====== Provided data ======

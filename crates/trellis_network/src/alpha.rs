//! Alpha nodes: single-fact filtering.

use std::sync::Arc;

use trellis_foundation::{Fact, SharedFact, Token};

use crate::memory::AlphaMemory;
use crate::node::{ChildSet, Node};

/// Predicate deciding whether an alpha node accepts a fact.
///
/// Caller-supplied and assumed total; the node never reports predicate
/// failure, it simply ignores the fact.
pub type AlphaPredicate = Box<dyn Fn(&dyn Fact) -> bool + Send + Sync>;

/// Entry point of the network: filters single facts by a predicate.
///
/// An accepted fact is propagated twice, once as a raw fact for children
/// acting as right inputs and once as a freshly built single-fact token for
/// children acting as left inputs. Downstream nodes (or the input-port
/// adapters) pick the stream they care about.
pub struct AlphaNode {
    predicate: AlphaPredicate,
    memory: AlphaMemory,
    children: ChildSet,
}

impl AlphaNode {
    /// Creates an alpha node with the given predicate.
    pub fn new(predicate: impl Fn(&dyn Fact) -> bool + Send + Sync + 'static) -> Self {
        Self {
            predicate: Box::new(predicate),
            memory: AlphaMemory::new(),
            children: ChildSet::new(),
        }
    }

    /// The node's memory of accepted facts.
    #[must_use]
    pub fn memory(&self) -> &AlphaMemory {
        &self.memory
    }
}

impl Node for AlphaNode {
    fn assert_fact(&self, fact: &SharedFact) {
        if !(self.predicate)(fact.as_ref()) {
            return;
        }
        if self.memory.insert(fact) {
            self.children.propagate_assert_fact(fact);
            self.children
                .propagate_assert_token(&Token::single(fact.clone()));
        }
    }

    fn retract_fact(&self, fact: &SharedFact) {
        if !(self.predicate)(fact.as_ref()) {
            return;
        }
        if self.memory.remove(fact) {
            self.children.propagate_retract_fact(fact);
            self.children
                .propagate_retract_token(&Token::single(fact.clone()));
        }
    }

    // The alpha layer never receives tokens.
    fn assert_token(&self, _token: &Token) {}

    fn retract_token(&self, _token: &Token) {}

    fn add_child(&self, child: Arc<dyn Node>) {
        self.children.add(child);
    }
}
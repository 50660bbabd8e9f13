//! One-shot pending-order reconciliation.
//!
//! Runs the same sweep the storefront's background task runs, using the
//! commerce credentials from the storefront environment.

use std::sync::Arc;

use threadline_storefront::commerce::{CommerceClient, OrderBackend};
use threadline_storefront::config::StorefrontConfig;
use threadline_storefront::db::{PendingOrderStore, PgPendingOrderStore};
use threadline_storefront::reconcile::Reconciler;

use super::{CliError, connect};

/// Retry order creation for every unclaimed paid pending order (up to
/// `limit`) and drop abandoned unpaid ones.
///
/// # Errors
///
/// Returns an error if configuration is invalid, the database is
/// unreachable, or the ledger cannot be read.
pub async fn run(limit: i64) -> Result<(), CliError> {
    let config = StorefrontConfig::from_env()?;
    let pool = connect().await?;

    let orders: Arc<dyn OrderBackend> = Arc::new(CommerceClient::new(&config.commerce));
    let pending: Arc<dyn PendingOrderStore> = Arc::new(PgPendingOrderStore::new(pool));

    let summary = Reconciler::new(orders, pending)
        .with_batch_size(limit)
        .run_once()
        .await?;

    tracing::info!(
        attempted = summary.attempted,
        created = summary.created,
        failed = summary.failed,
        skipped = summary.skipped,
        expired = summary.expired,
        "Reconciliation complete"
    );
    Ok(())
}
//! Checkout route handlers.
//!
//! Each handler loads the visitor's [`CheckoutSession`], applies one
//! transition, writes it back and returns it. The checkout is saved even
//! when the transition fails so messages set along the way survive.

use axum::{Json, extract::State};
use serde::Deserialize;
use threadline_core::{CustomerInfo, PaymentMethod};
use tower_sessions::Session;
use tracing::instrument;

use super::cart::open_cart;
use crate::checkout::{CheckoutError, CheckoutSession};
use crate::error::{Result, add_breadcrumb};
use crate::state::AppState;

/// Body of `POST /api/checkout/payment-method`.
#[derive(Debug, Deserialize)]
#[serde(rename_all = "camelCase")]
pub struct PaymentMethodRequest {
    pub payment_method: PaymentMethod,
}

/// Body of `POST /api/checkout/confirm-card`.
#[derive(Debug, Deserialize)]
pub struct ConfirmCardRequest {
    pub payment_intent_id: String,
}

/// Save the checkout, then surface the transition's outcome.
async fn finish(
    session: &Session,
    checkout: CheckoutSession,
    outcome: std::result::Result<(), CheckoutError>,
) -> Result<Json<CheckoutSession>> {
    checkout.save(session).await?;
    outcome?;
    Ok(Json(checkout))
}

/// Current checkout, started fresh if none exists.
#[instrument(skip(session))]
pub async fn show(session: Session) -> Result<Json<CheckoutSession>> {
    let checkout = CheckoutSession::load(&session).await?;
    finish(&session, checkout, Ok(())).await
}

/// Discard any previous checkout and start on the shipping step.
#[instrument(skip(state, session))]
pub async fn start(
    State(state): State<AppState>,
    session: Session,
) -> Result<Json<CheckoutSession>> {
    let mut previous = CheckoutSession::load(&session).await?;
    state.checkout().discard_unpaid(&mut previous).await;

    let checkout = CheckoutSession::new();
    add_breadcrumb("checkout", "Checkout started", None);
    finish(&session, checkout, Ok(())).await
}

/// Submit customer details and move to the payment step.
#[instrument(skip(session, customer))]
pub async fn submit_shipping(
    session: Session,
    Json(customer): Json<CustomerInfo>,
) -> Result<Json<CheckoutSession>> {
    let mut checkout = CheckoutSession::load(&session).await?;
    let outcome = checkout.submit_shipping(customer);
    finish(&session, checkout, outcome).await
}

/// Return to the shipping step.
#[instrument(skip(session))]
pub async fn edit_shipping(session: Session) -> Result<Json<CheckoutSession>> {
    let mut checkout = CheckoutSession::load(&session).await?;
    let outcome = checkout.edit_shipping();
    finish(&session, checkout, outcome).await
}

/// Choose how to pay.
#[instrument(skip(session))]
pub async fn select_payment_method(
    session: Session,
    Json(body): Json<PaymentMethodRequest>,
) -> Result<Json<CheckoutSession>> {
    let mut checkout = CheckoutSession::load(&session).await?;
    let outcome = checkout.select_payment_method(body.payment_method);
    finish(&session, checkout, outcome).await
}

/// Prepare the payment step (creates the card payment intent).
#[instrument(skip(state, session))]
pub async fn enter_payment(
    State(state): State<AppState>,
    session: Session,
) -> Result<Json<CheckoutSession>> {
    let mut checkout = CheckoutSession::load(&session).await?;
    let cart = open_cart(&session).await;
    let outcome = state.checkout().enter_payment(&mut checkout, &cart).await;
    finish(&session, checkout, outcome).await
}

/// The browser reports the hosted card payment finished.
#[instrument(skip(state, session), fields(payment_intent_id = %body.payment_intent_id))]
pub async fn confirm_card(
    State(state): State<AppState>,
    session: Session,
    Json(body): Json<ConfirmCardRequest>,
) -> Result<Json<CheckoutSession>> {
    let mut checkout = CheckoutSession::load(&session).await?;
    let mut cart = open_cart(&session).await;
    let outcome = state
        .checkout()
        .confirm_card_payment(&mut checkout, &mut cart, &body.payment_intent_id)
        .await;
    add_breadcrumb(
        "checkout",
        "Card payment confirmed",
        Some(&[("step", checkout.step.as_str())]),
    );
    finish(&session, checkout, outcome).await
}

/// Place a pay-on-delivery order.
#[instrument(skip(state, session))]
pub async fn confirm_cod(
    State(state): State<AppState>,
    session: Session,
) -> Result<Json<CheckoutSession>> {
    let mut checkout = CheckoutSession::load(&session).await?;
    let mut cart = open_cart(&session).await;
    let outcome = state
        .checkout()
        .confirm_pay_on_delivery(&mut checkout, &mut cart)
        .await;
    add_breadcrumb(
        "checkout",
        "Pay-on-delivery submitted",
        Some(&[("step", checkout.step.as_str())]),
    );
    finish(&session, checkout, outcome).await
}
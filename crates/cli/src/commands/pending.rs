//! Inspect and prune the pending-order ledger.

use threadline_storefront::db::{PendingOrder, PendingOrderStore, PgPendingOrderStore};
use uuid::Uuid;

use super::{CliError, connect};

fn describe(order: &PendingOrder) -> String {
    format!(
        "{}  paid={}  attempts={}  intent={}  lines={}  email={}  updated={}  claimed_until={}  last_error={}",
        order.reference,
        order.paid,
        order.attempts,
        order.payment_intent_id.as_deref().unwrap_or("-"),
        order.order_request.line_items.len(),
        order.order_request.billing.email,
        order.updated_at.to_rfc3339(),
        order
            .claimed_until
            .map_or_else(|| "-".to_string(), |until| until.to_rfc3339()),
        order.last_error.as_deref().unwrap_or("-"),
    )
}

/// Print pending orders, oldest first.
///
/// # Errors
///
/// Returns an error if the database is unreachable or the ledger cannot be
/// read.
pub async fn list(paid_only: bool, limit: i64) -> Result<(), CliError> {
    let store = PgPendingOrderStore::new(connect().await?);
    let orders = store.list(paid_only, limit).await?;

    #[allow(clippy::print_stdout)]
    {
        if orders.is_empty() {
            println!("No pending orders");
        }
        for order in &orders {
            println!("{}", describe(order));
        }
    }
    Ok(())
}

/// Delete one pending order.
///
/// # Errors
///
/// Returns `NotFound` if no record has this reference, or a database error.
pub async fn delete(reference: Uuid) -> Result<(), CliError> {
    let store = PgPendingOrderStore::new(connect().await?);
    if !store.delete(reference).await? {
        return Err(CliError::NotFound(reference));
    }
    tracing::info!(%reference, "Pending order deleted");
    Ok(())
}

======
====== Provided data ======

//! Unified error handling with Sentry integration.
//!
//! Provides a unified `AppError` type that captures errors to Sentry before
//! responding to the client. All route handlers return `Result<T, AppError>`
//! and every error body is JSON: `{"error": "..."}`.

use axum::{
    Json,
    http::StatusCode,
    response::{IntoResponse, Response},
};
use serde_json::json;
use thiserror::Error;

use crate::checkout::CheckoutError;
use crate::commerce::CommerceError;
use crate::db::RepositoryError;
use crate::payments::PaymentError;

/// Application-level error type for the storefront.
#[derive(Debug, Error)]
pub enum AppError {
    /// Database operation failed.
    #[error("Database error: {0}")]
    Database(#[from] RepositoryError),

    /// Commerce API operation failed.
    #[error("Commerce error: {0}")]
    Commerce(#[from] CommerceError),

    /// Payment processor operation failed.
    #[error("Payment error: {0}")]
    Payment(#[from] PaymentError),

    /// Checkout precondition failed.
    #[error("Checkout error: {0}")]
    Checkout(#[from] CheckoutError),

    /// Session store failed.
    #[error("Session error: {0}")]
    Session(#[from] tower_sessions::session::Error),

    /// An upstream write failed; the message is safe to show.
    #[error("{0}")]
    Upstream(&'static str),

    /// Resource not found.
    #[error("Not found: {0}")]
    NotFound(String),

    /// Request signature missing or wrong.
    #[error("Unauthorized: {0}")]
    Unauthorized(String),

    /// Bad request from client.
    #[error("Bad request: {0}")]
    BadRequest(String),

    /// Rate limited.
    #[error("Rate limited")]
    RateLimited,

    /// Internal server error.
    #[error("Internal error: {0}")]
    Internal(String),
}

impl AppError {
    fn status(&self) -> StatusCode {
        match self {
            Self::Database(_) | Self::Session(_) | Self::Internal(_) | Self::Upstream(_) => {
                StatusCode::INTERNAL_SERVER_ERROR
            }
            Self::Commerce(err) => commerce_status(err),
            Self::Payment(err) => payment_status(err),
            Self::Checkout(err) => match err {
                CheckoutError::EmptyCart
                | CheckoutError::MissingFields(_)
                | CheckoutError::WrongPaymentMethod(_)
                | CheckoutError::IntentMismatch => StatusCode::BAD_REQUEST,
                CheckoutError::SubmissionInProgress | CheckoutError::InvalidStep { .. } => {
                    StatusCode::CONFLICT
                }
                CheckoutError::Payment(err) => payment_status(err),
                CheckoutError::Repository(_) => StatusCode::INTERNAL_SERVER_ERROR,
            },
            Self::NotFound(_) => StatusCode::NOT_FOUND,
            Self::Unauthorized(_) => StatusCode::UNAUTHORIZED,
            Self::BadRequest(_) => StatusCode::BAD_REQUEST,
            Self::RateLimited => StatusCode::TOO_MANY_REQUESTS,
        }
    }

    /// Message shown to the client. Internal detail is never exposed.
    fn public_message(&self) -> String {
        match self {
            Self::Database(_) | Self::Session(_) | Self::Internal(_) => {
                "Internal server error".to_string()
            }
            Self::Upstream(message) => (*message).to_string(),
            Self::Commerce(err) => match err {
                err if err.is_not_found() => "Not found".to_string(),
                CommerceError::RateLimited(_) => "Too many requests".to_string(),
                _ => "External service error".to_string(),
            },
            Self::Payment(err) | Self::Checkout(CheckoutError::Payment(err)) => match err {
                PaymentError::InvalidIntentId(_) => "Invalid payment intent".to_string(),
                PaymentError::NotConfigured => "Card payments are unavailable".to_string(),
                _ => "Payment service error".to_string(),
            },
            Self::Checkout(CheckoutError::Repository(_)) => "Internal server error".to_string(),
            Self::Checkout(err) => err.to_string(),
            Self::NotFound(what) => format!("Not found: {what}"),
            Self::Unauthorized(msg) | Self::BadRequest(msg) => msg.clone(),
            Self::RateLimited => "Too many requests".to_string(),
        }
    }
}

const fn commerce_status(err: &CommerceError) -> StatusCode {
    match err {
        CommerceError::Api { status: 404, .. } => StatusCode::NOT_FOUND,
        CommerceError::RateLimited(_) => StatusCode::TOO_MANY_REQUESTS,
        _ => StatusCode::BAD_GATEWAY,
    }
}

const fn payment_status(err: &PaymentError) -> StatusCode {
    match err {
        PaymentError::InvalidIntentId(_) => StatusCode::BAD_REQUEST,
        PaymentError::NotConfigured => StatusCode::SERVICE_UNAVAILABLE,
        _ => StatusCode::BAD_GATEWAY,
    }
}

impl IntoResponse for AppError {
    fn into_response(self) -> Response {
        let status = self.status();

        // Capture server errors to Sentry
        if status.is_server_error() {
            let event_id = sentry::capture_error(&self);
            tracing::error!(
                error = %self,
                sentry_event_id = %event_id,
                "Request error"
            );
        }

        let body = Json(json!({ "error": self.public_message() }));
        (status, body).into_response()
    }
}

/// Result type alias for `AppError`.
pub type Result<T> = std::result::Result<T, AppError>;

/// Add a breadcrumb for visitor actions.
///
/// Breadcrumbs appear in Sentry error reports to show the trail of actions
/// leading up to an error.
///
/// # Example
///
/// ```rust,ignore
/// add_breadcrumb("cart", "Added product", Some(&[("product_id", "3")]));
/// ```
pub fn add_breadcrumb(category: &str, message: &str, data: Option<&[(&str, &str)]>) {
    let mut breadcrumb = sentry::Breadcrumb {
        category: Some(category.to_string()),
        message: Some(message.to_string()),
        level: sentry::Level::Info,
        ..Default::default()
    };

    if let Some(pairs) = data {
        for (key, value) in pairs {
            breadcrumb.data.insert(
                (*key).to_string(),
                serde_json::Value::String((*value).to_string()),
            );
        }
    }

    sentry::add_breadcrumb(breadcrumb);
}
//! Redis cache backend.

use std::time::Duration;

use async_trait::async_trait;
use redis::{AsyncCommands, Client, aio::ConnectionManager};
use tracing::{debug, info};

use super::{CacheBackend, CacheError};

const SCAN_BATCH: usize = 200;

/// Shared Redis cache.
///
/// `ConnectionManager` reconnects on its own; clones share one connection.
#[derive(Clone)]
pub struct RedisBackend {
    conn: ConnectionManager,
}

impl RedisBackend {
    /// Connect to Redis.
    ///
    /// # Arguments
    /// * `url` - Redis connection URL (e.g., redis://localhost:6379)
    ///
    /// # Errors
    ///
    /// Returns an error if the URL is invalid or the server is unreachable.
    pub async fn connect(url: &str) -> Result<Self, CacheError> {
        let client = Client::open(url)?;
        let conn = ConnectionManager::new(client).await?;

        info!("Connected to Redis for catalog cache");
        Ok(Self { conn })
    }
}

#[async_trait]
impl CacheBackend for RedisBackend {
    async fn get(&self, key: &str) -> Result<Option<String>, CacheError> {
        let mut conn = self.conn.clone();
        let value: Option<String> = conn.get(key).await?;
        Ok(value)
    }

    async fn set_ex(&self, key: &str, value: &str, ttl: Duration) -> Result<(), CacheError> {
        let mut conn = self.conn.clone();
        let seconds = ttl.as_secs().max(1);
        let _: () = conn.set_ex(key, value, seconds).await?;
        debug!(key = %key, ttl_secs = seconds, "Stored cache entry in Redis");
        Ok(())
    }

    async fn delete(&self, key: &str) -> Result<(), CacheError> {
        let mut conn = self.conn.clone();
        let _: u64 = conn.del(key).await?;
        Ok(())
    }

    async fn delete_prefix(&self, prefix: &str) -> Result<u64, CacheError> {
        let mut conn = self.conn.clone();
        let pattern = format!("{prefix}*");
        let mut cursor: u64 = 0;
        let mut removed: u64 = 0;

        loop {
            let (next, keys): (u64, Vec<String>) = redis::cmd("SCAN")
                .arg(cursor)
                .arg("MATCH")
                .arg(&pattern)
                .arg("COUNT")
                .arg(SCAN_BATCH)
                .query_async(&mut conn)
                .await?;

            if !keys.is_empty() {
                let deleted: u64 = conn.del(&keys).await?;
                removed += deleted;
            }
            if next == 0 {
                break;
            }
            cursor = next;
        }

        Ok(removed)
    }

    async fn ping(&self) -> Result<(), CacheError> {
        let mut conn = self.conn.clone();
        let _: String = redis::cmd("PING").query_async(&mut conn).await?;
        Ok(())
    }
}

======

Problem: Write out only the lines that run from the line containing "(or the input-port" through the line containing "self.children.propagate_assert_fact(fact);", both included, exactly as they appear above.

Solution to this task:
/// children acting as left inputs. Downstream nodes (or the input-port
/// adapters) pick the stream they care about.
pub struct AlphaNode {
    predicate: AlphaPredicate,
    memory: AlphaMemory,
    children: ChildSet,
}

impl AlphaNode {
    /// Creates an alpha node with the given predicate.
    pub fn new(predicate: impl Fn(&dyn Fact) -> bool + Send + Sync + 'static) -> Self {
        Self {
            predicate: Box::new(predicate),
            memory: AlphaMemory::new(),
            children: ChildSet::new(),
        }
    }

    /// The node's memory of accepted facts.
    #[must_use]
    pub fn memory(&self) -> &AlphaMemory {
        &self.memory
    }
}

impl Node for AlphaNode {
    fn assert_fact(&self, fact: &SharedFact) {
        if !(self.predicate)(fact.as_ref()) {
            return;
        }
        if self.memory.insert(fact) {
            self.children.propagate_assert_fact(fact);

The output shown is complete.